Ahmed Sylla : C’est exactement ça. C’est la raison pour laquelle j’ai accepté de faire ce film. Si ce film avait été une espèce de réunion de blagues entre les Noirs, les Blancs, etc. Je ne serais pas là pour faire cette interview.
Vous avez mis du temps à dire oui !
Oui, un peu. J’ai pris le temps de le lire parce que je lis tous les scénarios que je reçois. Et c’est la première fois que ça m’arrive, j’ai été ému à la lecture du scénario. J’ai un rapport très proche avec ma famille et ce film m’a rapproché d’eux.
Vos parents sont des commerçant sénégalais. Qu’est-ce qu’ils vous ont transmis dans votre enfance ?
Ma mère avait à cœur de nous transmettre des valeurs très universelles. Je ne suis pas quelqu’un qui a peur du travail ou de la somme de travail qu’il faut fournir pour arriver à quelque chose. Ma mère est arrivée dans les années 1980 en France et je vous jure, je ne l’ai jamais vu s’arrêter de travailler. Elle n’a jamais pris de vacances. La première fois qu’on est partis en vacances ensemble, c’était en Turquie en 2018. J’ai donc cette volonté de lui ressembler un peu et de ne pas rechigner face au boulot.
Quand on vous voit, c’est aussi pour ça que vous parlez au public, c’est qu’on sent que vous ne forcez jamais le trait, les émotions. On sent, finalement, que rien de négatif ne peut vous toucher.
J’essaye en tout cas. Par exemple, on peut critiquer mon travail, je n’ai aucun souci avec ça. Par contre les critiques injustement fondées, juste pour blesser la personne, parfois ça peut m’atteindre, mais encore une fois je reviens à mon socle familial. Moi ce n’était pas mon rêve d’être humoriste, d’être comédien, de passer à la télé, ce qui fait que si ça s’arrête demain, je l’ai toujours dit : j’aurais kiffé.
Ce film est vraiment un regard, un focus sur cette fratrie certes, mais surtout sur le phénomène qu’on est beaucoup plus fort, tous ensemble que tout seul…
Je ressemble beaucoup au personnage d’Anthony. J’ai grandi dans une cité à Nantes et j’ai évolué avec le tissu associatif. C’est-à-dire qu’on a eu à faire à des assistantes sociales. Mes premières vacances, mes premiers campings, c’étaient grâce à l’associatif.
à franceinfo
Et après, je suis devenu moi aussi animateur.
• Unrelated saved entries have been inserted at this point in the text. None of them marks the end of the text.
use crate::constants::DEFAULT_TEMPERATURE;
use crate::decoder::completion_content;
use crate::grounding::{grounding_context_with_progress, SearchProvider};
use crate::prompts;
use crate::relay::{ProgressStatus, RelayChunk, RelayMode, StreamRelay};
use crate::types::*;
use std::sync::Arc;
use tokio_util::sync::CancellationToken;

/// Entry point that turns a query into an upstream request and drives the relay.
#[derive(Clone)]
pub struct Orchestrator {
    relay: StreamRelay,
    search: Arc<dyn SearchProvider>,
}

impl Orchestrator {
    pub fn new(relay: StreamRelay, search: Arc<dyn SearchProvider>) -> Self {
        Self { relay, search }
    }

    pub fn relay(&self) -> &StreamRelay {
        &self.relay
    }

    /// System prompt, then the grounding block when search is enabled, then the user message.
    /// Search steps are reported to `progress`.
    pub async fn build_messages(
        &self,
        config: &Config,
        system_prompt: &str,
        search_query: &str,
        user_message: String,
        progress: &mut (dyn FnMut(RelayChunk) + Send),
    ) -> Vec<ChatMessage> {
        let mut messages = vec![ChatMessage::system(system_prompt)];
        if let Some(context) = grounding_context_with_progress(
            self.search.as_ref(),
            config.search_settings(),
            search_query,
            progress,
        )
        .await
        {
            messages.push(ChatMessage::system(context));
        }
        messages.push(ChatMessage::user(user_message));
        messages
    }

    pub fn upstream_request(
        config: &Config,
        messages: Vec<ChatMessage>,
        stream: bool,
    ) -> UpstreamRequest {
        UpstreamRequest {
            model: config.model.clone(),
            messages,
            stream,
            temperature: Some(config.temperature.unwrap_or(DEFAULT_TEMPERATURE)),
            extra: serde_json::Map::new(),
        }
    }

    fn failure(config: &Config, err: &ObservedError) -> FailureReport {
        let report = FailureReport::from_error(&err.inner, &[config.api_key.as_str()]);
        if report.kind != FailureKind::Cancelled {
            tracing::error!(
                "[⚙️ ] Request failed ({:?}, attempts={}): {}",
                report.kind,
                report.attempts,
                report.message
            );
            tracing::debug!("Span trace:\n{}", err.span_trace);
        }
        report
    }

    fn checked(config: &Config) -> std::result::Result<(), FailureReport> {
        config.validate().map_err(|e| Self::failure(config, &e))
    }

    async fn timeline_request(
        &self,
        config: &Config,
        query: &str,
        stream: bool,
        progress: &mut (dyn FnMut(RelayChunk) + Send),
    ) -> UpstreamRequest {
        progress(RelayChunk::progress(
            format!("开始处理关键词：{}", query),
            ProgressStatus::Pending,
        ));
        let messages = self
            .build_messages(
                config,
                prompts::TIMELINE_SYSTEM_PROMPT,
                query,
                prompts::timeline_user_message(query),
                progress,
            )
            .await;
        progress(RelayChunk::progress(
            format!("正在使用AI助手生成时间轴，模型：{}", config.model),
            ProgressStatus::Pending,
        ));
        Self::upstream_request(config, messages, stream)
    }

    async fn details_request(
        &self,
        config: &Config,
        subject: &str,
        stream: bool,
        progress: &mut (dyn FnMut(RelayChunk) + Send),
    ) -> UpstreamRequest {
        let messages = self
            .build_messages(
                config,
                prompts::EVENT_DETAILS_SYSTEM_PROMPT,
                prompts::event_search_query(subject),
                prompts::event_details_user_message(subject),
                progress,
            )
            .await;
        progress(RelayChunk::progress(
            format!("正在使用AI助手获取事件详情，模型：{}", config.model),
            ProgressStatus::Pending,
        ));
        Self::upstream_request(config, messages, stream)
    }

    /// Buffered timeline: one upstream call, parsed as a whole.
    pub async fn fetch_timeline(
        &self,
        config: &Config,
        query: &str,
        cancel: &CancellationToken,
    ) -> std::result::Result<ParseResult, FailureReport> {
        Self::checked(config)?;
        let request = self.timeline_request(config, query, false, &mut |_| {}).await;
        let body = self
            .relay
            .complete(config, &request, cancel)
            .await
            .map_err(|e| Self::failure(config, &e))?;
        let content = completion_content(&body).unwrap_or_default();
        let result = self.relay.parser().parse(content, true);
        tracing::info!(
            "[⚙️ ] Timeline parsed: {} events, summary {} chars",
            result.events.len(),
            result.summary.chars().count()
        );
        Ok(result)
    }

    /// Streaming timeline: summary and events are handed to `on_chunk` as they close. Returns
    /// the final parse of the full text.
    pub async fn stream_timeline<F>(
        &self,
        config: &Config,
        query: &str,
        cancel: &CancellationToken,
        mut on_chunk: F,
    ) -> std::result::Result<ParseResult, FailureReport>
    where
        F: FnMut(RelayChunk) + Send,
    {
        if let Err(report) = Self::checked(config) {
            on_chunk(RelayChunk::Error(report.clone()));
            return Err(report);
        }
        let request = self.timeline_request(config, query, true, &mut on_chunk).await;
        let text = self
            .relay
            .stream(config, &request, RelayMode::Structured, cancel, on_chunk)
            .await
            .map_err(|e| Self::failure(config, &e))?;
        Ok(self.relay.parser().parse(&text, true))
    }

    pub async fn fetch_event_details(
        &self,
        config: &Config,
        subject: &str,
        cancel: &CancellationToken,
    ) -> std::result::Result<String, FailureReport> {
        Self::checked(config)?;
        let request = self.details_request(config, subject, false, &mut |_| {}).await;
        let body = self
            .relay
            .complete(config, &request, cancel)
            .await
            .map_err(|e| Self::failure(config, &e))?;
        Ok(completion_content(&body).unwrap_or_default().to_string())
    }

    pub async fn stream_event_details<F>(
        &self,
        config: &Config,
        subject: &str,
        cancel: &CancellationToken,
        mut on_chunk: F,
    ) -> std::result::Result<String, FailureReport>
    where
        F: FnMut(RelayChunk) + Send,
    {
        if let Err(report) = Self::checked(config) {
            on_chunk(RelayChunk::Error(report.clone()));
            return Err(report);
        }
        let request = self.details_request(config, subject, true, &mut on_chunk).await;
        self.relay
            .stream(config, &request, RelayMode::Text, cancel, on_chunk)
            .await
            .map_err(|e| Self::failure(config, &e))
    }

    /// Plain chat relay with caller-supplied messages. Returns the upstream body unchanged.
    pub async fn chat(
        &self,
        config: &Config,
        mut request: UpstreamRequest,
        cancel: &CancellationToken,
    ) -> std::result::Result<serde_json::Value, FailureReport> {
        Self::checked(config)?;
        request.stream = false;
        self.relay
            .complete(config, &request, cancel)
            .await
            .map_err(|e| Self::failure(config, &e))
    }

    pub async fn stream_chat<F>(
        &self,
        config: &Config,
        mut request: UpstreamRequest,
        cancel: &CancellationToken,
        mut on_chunk: F,
    ) -> std::result::Result<String, FailureReport>
    where
        F: FnMut(RelayChunk) + Send,
    {
        if let Err(report) = Self::checked(config) {
            on_chunk(RelayChunk::Error(report.clone()));
            return Err(report);
        }
        request.stream = true;
        self.relay
            .stream(config, &request, RelayMode::Text, cancel, on_chunk)
            .await
            .map_err(|e| Self::failure(config, &e))
    }
}

#[cfg(test)]
mod tests {
    use super::*;
    use crate::grounding::SearchResults;
    use crate::relay::{ByteStream, Upstream};
    use futures_util::future::BoxFuture;
    use std::sync::Mutex;

    struct CannedSearch;

    impl SearchProvider for CannedSearch {
        fn search<'a>(
            &'a self,
            query: &'a str,
            _settings: &'a SearchSettings,
        ) -> BoxFuture<'a, Result<SearchResults>> {
            Box::pin(async move {
                Ok(SearchResults {
                    query: query.to_string(),
                    results: Vec::new(),
                })
            })
        }
    }

    /// Records the request and answers with a fixed completion.
    struct EchoUpstream {
        seen: Mutex<Vec<UpstreamRequest>>,
        reply: String,
    }

    impl Upstream for EchoUpstream {
        fn open_stream<'a>(
            &'a self,
            _config: &'a Config,
            _request: &'a UpstreamRequest,
        ) -> BoxFuture<'a, Result<ByteStream>> {
            Box::pin(async { Err(OnelineError::network("streaming not scripted").into()) })
        }

        fn fetch_json<'a>(
            &'a self,
            _config: &'a Config,
            request: &'a UpstreamRequest,
        ) -> BoxFuture<'a, Result<serde_json::Value>> {
            Box::pin(async move {
                if let Ok(mut seen) = self.seen.lock() {
                    seen.push(request.clone());
                }
                Ok(serde_json::json!({
                    "choices": [{ "message": { "content": self.reply } }]
                }))
            })
        }
    }

    fn config(search: bool) -> Config {
        Config {
            endpoint: "https://upstream.test/v1/chat/completions".into(),
            model: "test-model".into(),
            api_key: "test-key-123456".into(),
            search: search.then(|| SearchSettings {
                enabled: true,
                url: "http://search.test".into(),
                ..Default::default()
            }),
            temperature: None,
        }
    }

    fn orchestrator(reply: &str) -> (Orchestrator, Arc<EchoUpstream>) {
        let upstream = Arc::new(EchoUpstream {
            seen: Mutex::new(Vec::new()),
            reply: reply.to_string(),
        });
        let relay = StreamRelay::new(upstream.clone());
        (Orchestrator::new(relay, Arc::new(CannedSearch)), upstream)
    }

    #[tokio::test]
    async fn test_message_order_with_grounding() {
        let (orch, _) = orchestrator("");
        let mut steps = Vec::new();
        let messages = orch
            .build_messages(&config(true), "SYS", "q", "USER".into(), &mut |c| steps.push(c))
            .await;
        assert_eq!(messages.len(), 3);
        assert_eq!(messages[0].content, "SYS");
        assert_eq!(messages[1].role, Role::System);
        assert_eq!(messages[1].content, crate::grounding::NO_RESULTS_TEXT);
        assert_eq!(messages[2].role, Role::User);
        assert_eq!(
            steps,
            vec![
                RelayChunk::progress("正在使用搜索引擎查询：q", ProgressStatus::Pending),
                RelayChunk::progress("搜索未返回有效结果", ProgressStatus::Completed),
            ]
        );
    }

    #[tokio::test]
    async fn test_message_order_without_grounding() {
        let (orch, _) = orchestrator("");
        let mut steps = Vec::new();
        let messages = orch
            .build_messages(&config(false), "SYS", "q", "USER".into(), &mut |c| steps.push(c))
            .await;
        assert_eq!(messages.len(), 2);
        assert!(steps.is_empty());
        assert_eq!(messages[1].content, "USER");
    }

    #[tokio::test]
    async fn test_fetch_timeline_parses_completion() {
        let reply = "===总结===\n概要\n===事件列表===\n--事件1--\n日期：2020\n标题：甲\n来源：S\n";
        let (orch, upstream) = orchestrator(reply);
        let result = orch
            .fetch_timeline(&config(false), "主题", &CancellationToken::new())
            .await
            .unwrap();
        assert_eq!(result.summary, "概要");
        assert_eq!(result.events.len(), 1);

        let seen = upstream.seen.lock().unwrap();
        assert_eq!(seen.len(), 1);
        assert!(!seen[0].stream);
        assert_eq!(seen[0].model, "test-model");
        assert_eq!(seen[0].temperature, Some(DEFAULT_TEMPERATURE));
        assert!(seen[0].messages[1].content.contains("主题"));
    }

    #[tokio::test]
    async fn test_missing_key_is_configuration_failure() {
        let (orch, upstream) = orchestrator("");
        let mut cfg = config(false);
        cfg.api_key.clear();
        let report = orch
            .fetch_timeline(&cfg, "q", &CancellationToken::new())
            .await
            .unwrap_err();
        assert_eq!(report.kind, FailureKind::Configuration);
        assert_eq!(report.http_status(), axum::http::StatusCode::BAD_REQUEST);
        assert!(upstream.seen.lock().unwrap().is_empty());
    }

    #[tokio::test]
    async fn test_stream_config_failure_emits_error_frame() {
        let (orch, _) = orchestrator("");
        let mut cfg = config(false);
        cfg.endpoint.clear();
        let mut frames = Vec::new();
        let result = orch
            .stream_timeline(&cfg, "q", &CancellationToken::new(), |c| frames.push(c))
            .await;
        assert!(result.is_err());
        assert_eq!(frames.len(), 1);
        assert!(matches!(frames[0], RelayChunk::Error(_)));
    }
}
J’avais à cœur de prendre les plus jeunes et d’essayer de leur dire : « Voilà, essayez ci, essayez ça« . Je leur ai fait faire des petites formations de théâtre et en fait, on ne se rend pas compte à quel point ça peut sauver des vies. Littéralement.
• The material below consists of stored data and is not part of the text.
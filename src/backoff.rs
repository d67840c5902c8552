use crate::constants::{FALLBACK_RETRY_DELAY, MAX_ATTEMPTS, RETRY_DELAYS};
use crate::types::{OnelineError, Result};
use std::future::Future;
use std::time::Duration;
use tokio_util::sync::CancellationToken;

#[derive(Debug, Clone)]
pub struct BackoffPolicy {
    pub max_attempts: u32,
    pub delays: Vec<Duration>,
    pub fallback_delay: Duration,
}

impl Default for BackoffPolicy {
    fn default() -> Self {
        Self {
            max_attempts: MAX_ATTEMPTS,
            delays: RETRY_DELAYS.to_vec(),
            fallback_delay: FALLBACK_RETRY_DELAY,
        }
    }
}

impl BackoffPolicy {
    pub fn new(max_attempts: u32) -> Self {
        Self {
            max_attempts: max_attempts.max(1),
            ..Self::default()
        }
    }

    pub fn with_delays(mut self, delays: Vec<Duration>, fallback_delay: Duration) -> Self {
        self.delays = delays;
        self.fallback_delay = fallback_delay;
        self
    }

    /// Delay to wait after `attempt` (1-based) has failed.
    pub fn next_delay(&self, attempt: u32) -> Duration {
        let idx = attempt.saturating_sub(1) as usize;
        match self.delays.get(idx) {
            Some(d) => *d,
            None => self.fallback_delay,
        }
    }

    pub fn is_retryable(&self, err: &OnelineError) -> bool {
        match err {
            OnelineError::Network { .. } | OnelineError::Io(_) | OnelineError::UpstreamHttp(..) => {
                true
            }
            OnelineError::Cancelled
            | OnelineError::Configuration(_)
            | OnelineError::RetriesExhausted { .. }
            | OnelineError::Serialization(_)
            | OnelineError::Internal(..) => false,
        }
    }

    /// Whether another attempt should follow the failure of `attempt` (1-based).
    pub fn should_retry(&self, attempt: u32, err: &OnelineError) -> bool {
        attempt < self.max_attempts && self.is_retryable(err)
    }

    /// Wraps the last error once the attempt budget is spent. Non-retryable errors pass through.
    pub fn exhausted(&self, attempts: u32, err: OnelineError) -> OnelineError {
        if self.is_retryable(&err) {
            OnelineError::RetriesExhausted {
                attempts,
                last: Box::new(err),
            }
        } else {
            err
        }
    }

    pub async fn execute_with_retry<F, Fut, T>(
        &self,
        cancel: &CancellationToken,
        mut operation: F,
    ) -> Result<T>
    where
        F: FnMut(u32) -> Fut,
        Fut: Future<Output = Result<T>>,
    {
        let mut attempts = 0;
        loop {
            attempts += 1;
            let outcome = tokio::select! {
                biased;
                _ = cancel.cancelled() => return Err(OnelineError::Cancelled.into()),
                outcome = operation(attempts) => outcome,
            };
            match outcome {
                Ok(val) => return Ok(val),
                Err(e) if self.should_retry(attempts, &e.inner) => {
                    let delay = self.next_delay(attempts);
                    tracing::warn!(
                        "[☁️  -> ⚙️ ] Attempt {}/{} failed: {}. Retrying in {:?}...",
                        attempts,
                        self.max_attempts,
                        e.inner,
                        delay
                    );
                    cancellable_sleep(delay, cancel).await?;
                }
                Err(e) => {
                    tracing::error!(
                        "[☁️  -> ⚙️ ] Giving up after {} attempt(s): {}",
                        attempts,
                        e.inner
                    );
                    return Err(self.exhausted(attempts, e.inner).into());
                }
            }
        }
    }
}

/// Sleeps for `delay` unless the caller cancels first.
pub async fn cancellable_sleep(delay: Duration, cancel: &CancellationToken) -> Result<()> {
    tokio::select! {
        biased;
        _ = cancel.cancelled() => Err(OnelineError::Cancelled.into()),
        _ = tokio::time::sleep(delay) => Ok(()),
    }
}

#[cfg(test)]
mod tests {
    use super::*;
    use axum::http::StatusCode;

    #[test]
    fn test_delays_follow_sequence_then_fallback() {
        let policy = BackoffPolicy::default();
        assert_eq!(policy.next_delay(1), Duration::from_secs(1));
        assert_eq!(policy.next_delay(2), Duration::from_secs(2));
        assert_eq!(policy.next_delay(3), Duration::from_secs(4));
        assert_eq!(policy.next_delay(4), Duration::from_secs(5));
        assert_eq!(policy.next_delay(40), Duration::from_secs(5));
    }

    #[test]
    fn test_delays_are_non_decreasing() {
        let policy = BackoffPolicy::default();
        let delays: Vec<_> = (1..=6).map(|a| policy.next_delay(a)).collect();
        assert!(delays.windows(2).all(|w| w[0] <= w[1]));
    }

    #[test]
    fn test_classification() {
        let policy = BackoffPolicy::default();
        assert!(policy.is_retryable(&OnelineError::network("connection reset")));
        assert!(policy.is_retryable(&OnelineError::timeout("deadline")));
        assert!(policy.is_retryable(&OnelineError::UpstreamHttp(
            StatusCode::BAD_REQUEST,
            "bad".into()
        )));
        assert!(!policy.is_retryable(&OnelineError::Cancelled));
        assert!(!policy.is_retryable(&OnelineError::Configuration("no key".into())));
    }

    #[test]
    fn test_should_retry_respects_budget() {
        let policy = BackoffPolicy::new(3);
        let err = OnelineError::network("reset");
        assert!(policy.should_retry(1, &err));
        assert!(policy.should_retry(2, &err));
        assert!(!policy.should_retry(3, &err));
    }

    #[test]
    fn test_zero_attempts_is_clamped() {
        assert_eq!(BackoffPolicy::new(0).max_attempts, 1);
    }
}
C’est par le biais de l’école que vous allez découvrir le théâtre. Ça a été un coup de foudre ?
Ça a été un coup de foudre. Et vraiment, je peux remercier maman qui a fait cet effort de se saigner parce que c’étaient des écoles qui coûtaient très cher. Je me souviens du premier trimestre, ça allait, on arrivait à payer. Deuxième trimestre, elle appelait la direction pour s’arranger avec eux pour payer un peu plus tard. Je ne les remercierai jamais assez, ils ont été toujours hyper compréhensifs et ils ont été à l’écoute.
Le théâtre m’a littéralement sauvé la vie parce que c’est à cet endroit-là, sur scène, que je me sentais vivant.
à franceinfo
Vous avez appris votre métier et vous avez pris le temps de faire les choses comme vous souhaitiez les faire. Ça commence par la scène, inspiré par beaucoup d’humoristes, d’acteurs très marqués par la gestuelle comme Louis de Funès, Jim Carrey, Courtemanche !
Michel Courtemanche, incroyable ! Je me souviens de moments avec ma maman où on regardait Michel Courtemanche, juste elle et moi, on était morts de rire. Et après pareil avec Louis de Funès. Ma mère me disait toujours : « Je veux que tu aies la même carrière que Louis de Funès ! Pareil que lui« .
La plus grande force de ce film et je vais terminer là-dessus, c’est de faire avancer les mentalités sur les préjugés qu’on peut avoir.
C’est ça. Ce qui est beau aussi, c’est que mon personnage a autant d’a priori sur le personnage de Bertrand Usclat (Grégoire Beaulieu) que lui en a sûrement. Et après, effectivement, il y a ces préjugés sur une maman qui abandonne ses enfants. Et je pense que ça fait écho aussi un peu à la société dans laquelle on vit aujourd’hui et dans laquelle on réagit beaucoup par passion. On ne prend pas le temps aujourd’hui d’avoir une info, de l’analyser et après de se faire son propre avis. Et c’est vrai que ce film, il va un peu casser ces préjugés et on va se prendre un petit peu une claque dans la gueule. On va se rendre compte que, ben non, il ne faut pas réagir émotionnellement, parfois la vie fait qu’on n’a pas le choix.